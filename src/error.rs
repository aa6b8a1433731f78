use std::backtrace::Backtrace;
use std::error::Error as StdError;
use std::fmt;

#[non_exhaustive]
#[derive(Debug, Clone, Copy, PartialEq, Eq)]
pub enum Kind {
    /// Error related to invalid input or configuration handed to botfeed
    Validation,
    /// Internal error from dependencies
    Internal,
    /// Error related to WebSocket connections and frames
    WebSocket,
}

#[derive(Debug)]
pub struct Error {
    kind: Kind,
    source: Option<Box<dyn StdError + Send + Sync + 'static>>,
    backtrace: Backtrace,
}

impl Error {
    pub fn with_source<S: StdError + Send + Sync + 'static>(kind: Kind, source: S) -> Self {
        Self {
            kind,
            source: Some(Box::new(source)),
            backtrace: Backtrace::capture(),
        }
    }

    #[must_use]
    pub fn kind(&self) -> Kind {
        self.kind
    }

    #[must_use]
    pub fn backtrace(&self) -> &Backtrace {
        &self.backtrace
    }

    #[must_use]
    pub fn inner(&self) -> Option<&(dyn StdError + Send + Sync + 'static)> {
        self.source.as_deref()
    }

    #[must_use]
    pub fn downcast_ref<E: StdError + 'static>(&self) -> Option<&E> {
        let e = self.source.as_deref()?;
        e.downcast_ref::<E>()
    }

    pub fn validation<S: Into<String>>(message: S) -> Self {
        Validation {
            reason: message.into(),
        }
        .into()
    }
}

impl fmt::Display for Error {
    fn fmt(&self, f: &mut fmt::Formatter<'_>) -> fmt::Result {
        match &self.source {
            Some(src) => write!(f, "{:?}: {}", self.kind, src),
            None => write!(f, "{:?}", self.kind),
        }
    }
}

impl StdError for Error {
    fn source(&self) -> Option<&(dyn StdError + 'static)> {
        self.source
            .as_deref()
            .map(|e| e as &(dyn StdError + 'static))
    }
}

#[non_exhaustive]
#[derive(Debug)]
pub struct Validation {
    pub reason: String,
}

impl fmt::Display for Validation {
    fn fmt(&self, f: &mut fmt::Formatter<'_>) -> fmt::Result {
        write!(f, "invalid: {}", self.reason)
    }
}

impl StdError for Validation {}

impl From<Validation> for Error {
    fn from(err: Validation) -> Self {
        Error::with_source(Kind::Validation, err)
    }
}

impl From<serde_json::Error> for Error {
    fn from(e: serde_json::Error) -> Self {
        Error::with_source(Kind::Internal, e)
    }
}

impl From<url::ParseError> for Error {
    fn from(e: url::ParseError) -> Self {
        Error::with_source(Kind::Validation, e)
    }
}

..............................

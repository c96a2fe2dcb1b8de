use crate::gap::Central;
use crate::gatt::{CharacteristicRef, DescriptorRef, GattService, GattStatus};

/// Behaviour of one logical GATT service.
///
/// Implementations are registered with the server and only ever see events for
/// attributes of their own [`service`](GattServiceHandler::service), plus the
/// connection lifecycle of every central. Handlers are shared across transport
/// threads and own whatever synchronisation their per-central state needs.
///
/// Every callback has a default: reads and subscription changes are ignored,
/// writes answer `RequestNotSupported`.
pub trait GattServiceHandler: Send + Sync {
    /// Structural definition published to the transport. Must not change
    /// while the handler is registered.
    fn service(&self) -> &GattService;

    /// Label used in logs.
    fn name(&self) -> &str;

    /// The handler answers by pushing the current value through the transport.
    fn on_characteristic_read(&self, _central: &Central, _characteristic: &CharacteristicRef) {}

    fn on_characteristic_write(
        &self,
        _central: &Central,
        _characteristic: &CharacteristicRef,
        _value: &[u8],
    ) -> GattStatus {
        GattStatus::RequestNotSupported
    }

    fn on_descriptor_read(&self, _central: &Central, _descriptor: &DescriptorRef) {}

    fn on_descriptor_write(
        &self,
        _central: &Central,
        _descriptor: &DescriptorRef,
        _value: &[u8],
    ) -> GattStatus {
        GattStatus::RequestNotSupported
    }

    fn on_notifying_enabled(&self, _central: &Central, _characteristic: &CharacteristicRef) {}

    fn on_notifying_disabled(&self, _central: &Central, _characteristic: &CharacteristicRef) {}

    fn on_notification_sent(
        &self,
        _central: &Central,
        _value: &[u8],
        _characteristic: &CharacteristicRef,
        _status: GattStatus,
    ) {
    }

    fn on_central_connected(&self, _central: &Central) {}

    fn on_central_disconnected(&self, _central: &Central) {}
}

..............................

=== Exercise aim ===
Scan the preceding listing for lines that contain the word "registered". Give only how many there are.

=== Result of the exercise ===
2